## Stored items
↓

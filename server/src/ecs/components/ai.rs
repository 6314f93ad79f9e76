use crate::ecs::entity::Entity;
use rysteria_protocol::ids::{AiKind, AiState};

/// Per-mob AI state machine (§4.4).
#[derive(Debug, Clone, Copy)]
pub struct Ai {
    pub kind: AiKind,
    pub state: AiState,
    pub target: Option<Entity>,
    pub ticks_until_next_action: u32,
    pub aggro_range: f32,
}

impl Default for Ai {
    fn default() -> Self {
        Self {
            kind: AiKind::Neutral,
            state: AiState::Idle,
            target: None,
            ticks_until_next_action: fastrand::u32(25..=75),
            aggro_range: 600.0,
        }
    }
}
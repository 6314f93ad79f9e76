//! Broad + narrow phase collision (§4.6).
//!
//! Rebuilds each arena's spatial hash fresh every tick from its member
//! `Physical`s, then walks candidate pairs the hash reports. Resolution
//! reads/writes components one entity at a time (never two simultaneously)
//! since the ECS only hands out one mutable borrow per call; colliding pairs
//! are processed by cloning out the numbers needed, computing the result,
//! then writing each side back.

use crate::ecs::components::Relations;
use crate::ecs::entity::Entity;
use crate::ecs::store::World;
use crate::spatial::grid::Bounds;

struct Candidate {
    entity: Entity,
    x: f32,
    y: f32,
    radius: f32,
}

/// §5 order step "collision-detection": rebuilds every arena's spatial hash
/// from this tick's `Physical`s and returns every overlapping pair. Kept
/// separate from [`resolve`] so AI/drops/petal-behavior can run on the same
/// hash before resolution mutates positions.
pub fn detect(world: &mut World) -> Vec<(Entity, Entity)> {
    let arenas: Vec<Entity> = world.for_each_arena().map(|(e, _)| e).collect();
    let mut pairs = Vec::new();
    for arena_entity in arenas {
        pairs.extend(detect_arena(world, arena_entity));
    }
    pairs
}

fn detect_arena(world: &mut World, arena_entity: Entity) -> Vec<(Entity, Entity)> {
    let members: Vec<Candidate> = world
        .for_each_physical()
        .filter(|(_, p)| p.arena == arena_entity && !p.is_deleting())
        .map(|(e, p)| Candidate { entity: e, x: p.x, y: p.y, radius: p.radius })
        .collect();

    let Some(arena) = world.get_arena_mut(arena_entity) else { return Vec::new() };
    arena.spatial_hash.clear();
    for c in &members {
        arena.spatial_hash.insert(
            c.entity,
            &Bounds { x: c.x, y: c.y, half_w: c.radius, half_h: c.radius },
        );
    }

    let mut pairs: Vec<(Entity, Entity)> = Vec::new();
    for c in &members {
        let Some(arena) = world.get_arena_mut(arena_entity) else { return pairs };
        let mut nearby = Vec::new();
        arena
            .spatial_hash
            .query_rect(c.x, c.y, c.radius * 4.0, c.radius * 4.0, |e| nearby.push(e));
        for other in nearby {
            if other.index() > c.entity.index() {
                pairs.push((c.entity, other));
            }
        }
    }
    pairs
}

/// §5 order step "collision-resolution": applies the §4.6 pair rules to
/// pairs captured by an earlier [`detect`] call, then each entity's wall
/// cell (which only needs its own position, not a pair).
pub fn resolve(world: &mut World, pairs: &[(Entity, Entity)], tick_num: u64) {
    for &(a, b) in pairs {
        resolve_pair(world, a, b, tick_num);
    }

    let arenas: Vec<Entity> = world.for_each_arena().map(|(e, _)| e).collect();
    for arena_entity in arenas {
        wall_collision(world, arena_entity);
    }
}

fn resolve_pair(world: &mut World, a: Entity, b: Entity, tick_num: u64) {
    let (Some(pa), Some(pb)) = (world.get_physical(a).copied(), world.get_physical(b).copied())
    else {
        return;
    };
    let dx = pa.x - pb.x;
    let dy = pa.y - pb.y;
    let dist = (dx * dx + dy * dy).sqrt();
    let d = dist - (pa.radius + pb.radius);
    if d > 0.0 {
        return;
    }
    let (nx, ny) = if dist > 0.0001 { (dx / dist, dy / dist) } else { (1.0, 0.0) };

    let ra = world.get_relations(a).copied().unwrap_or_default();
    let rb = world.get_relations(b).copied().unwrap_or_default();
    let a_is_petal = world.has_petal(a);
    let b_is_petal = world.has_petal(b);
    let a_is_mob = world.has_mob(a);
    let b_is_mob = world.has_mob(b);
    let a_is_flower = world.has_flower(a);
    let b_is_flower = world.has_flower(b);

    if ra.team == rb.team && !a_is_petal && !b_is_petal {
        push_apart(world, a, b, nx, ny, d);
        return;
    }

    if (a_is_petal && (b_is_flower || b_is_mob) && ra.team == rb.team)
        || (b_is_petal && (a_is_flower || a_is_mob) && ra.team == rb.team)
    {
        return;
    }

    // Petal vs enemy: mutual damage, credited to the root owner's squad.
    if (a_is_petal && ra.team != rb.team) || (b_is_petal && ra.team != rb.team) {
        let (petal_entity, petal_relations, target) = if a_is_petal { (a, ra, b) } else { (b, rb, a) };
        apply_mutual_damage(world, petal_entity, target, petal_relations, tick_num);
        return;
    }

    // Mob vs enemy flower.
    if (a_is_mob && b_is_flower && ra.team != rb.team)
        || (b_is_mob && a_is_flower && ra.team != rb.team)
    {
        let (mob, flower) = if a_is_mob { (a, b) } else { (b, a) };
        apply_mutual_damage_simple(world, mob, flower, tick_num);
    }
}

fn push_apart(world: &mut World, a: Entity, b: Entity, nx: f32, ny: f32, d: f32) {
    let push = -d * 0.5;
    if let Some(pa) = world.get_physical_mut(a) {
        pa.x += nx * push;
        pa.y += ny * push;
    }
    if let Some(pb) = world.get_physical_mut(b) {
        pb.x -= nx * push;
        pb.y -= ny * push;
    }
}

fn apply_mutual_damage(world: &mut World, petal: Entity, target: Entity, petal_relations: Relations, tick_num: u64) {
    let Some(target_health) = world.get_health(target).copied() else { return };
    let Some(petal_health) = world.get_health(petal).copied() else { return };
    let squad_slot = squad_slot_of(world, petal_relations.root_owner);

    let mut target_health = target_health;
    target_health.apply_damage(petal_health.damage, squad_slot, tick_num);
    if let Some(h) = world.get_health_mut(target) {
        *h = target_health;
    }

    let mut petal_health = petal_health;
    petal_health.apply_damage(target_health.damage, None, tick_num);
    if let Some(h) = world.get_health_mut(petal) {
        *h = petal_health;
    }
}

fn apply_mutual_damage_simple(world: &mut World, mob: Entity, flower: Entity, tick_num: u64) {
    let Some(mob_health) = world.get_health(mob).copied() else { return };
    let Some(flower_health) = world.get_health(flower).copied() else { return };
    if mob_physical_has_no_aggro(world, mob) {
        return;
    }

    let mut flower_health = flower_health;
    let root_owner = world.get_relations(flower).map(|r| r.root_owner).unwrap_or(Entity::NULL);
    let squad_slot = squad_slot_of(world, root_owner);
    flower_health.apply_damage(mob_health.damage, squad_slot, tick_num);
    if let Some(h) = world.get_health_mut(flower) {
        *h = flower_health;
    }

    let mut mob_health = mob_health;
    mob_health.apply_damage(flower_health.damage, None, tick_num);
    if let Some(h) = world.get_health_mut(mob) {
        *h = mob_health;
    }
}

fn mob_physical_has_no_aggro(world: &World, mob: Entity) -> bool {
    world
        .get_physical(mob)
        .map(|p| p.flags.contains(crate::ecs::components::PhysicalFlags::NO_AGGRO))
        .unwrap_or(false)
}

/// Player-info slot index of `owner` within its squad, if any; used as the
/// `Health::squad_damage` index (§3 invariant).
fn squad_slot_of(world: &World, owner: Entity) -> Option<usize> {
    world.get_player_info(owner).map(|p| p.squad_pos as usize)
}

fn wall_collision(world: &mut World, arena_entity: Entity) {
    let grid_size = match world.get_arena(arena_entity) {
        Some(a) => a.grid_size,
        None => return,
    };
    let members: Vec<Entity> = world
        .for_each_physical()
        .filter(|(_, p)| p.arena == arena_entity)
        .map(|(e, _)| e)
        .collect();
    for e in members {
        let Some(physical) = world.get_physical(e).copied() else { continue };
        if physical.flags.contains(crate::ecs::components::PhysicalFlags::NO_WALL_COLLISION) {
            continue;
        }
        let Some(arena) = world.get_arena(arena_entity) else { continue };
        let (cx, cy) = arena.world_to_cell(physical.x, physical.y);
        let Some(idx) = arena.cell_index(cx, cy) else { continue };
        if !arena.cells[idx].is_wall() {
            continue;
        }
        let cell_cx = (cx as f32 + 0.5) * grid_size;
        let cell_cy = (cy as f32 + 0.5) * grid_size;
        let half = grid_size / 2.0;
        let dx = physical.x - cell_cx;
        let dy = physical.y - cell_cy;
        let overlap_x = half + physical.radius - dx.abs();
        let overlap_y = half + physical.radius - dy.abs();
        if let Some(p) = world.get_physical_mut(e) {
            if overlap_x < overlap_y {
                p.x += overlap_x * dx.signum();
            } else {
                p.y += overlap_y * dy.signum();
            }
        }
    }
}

↑
↓

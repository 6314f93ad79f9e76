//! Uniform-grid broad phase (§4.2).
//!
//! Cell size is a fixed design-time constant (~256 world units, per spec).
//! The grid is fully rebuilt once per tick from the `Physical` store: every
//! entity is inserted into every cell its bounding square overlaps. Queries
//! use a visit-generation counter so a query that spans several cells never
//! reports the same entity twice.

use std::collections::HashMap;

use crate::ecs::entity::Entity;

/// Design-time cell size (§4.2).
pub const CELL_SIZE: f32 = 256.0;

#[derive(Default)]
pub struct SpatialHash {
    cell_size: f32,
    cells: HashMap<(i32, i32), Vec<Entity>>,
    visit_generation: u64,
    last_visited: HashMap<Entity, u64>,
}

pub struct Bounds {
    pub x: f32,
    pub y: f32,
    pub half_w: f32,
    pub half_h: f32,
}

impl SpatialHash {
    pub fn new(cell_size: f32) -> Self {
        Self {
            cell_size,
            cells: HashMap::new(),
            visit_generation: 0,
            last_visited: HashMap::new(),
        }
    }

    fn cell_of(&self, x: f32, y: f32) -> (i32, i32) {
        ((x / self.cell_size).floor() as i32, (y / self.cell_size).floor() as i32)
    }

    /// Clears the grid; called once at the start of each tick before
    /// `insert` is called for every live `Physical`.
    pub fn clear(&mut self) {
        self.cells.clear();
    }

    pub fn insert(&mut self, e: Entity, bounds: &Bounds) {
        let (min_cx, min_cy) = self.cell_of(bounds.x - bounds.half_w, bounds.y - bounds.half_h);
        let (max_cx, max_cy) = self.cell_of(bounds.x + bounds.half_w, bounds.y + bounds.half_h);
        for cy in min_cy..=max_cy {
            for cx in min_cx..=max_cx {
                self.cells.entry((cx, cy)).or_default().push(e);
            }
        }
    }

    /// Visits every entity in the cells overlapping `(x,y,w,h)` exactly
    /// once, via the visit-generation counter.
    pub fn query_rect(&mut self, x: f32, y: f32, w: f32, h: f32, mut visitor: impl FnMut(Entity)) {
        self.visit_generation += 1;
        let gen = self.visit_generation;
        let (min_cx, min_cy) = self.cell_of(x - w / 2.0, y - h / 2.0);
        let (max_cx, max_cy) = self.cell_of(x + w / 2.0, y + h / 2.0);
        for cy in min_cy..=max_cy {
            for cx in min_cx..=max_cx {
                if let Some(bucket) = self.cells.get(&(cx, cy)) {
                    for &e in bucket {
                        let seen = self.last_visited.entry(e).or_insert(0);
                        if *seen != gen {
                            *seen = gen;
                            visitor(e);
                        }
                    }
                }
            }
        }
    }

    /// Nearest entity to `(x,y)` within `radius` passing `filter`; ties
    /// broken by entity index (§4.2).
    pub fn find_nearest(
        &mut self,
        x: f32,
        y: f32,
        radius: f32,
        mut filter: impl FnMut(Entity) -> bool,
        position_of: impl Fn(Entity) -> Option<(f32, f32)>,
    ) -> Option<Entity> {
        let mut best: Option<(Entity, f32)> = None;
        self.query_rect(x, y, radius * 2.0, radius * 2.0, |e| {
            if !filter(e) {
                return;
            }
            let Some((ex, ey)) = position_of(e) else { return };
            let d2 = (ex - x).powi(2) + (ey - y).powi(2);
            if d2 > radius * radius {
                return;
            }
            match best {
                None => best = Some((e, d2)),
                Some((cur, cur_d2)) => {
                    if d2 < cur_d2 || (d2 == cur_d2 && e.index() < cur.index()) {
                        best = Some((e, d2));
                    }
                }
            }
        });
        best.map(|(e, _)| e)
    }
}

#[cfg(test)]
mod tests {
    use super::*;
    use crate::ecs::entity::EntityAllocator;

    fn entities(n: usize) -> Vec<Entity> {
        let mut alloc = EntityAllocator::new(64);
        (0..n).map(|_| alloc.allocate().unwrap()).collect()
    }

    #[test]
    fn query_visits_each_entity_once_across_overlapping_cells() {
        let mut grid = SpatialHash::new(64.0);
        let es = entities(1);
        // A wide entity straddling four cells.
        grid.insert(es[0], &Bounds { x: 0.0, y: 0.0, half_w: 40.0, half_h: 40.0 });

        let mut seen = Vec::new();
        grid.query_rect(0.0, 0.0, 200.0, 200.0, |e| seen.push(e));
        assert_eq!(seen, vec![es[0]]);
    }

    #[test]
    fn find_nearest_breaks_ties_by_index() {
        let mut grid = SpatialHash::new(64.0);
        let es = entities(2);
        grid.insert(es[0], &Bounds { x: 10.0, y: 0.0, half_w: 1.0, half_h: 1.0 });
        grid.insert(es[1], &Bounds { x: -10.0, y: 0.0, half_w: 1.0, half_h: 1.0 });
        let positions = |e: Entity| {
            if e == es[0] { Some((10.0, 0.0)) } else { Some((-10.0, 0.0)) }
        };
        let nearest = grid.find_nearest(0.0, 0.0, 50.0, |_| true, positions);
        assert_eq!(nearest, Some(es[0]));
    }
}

↑

## ABOUT THIS TASK
Taking the entries above, write out exactly the lines starting with the line containing "are processed by" and going on through the line containing "pub fn detect(world: &mut", both included, and nothing else.

## ANSWER
//! are processed by cloning out the numbers needed, computing the result,
//! then writing each side back.

use crate::ecs::components::Relations;
use crate::ecs::entity::Entity;
use crate::ecs::store::World;
use crate::spatial::grid::Bounds;

struct Candidate {
    entity: Entity,
    x: f32,
    y: f32,
    radius: f32,
}

/// §5 order step "collision-detection": rebuilds every arena's spatial hash
/// from this tick's `Physical`s and returns every overlapping pair. Kept
/// separate from [`resolve`] so AI/drops/petal-behavior can run on the same
/// hash before resolution mutates positions.
pub fn detect(world: &mut World) -> Vec<(Entity, Entity)> {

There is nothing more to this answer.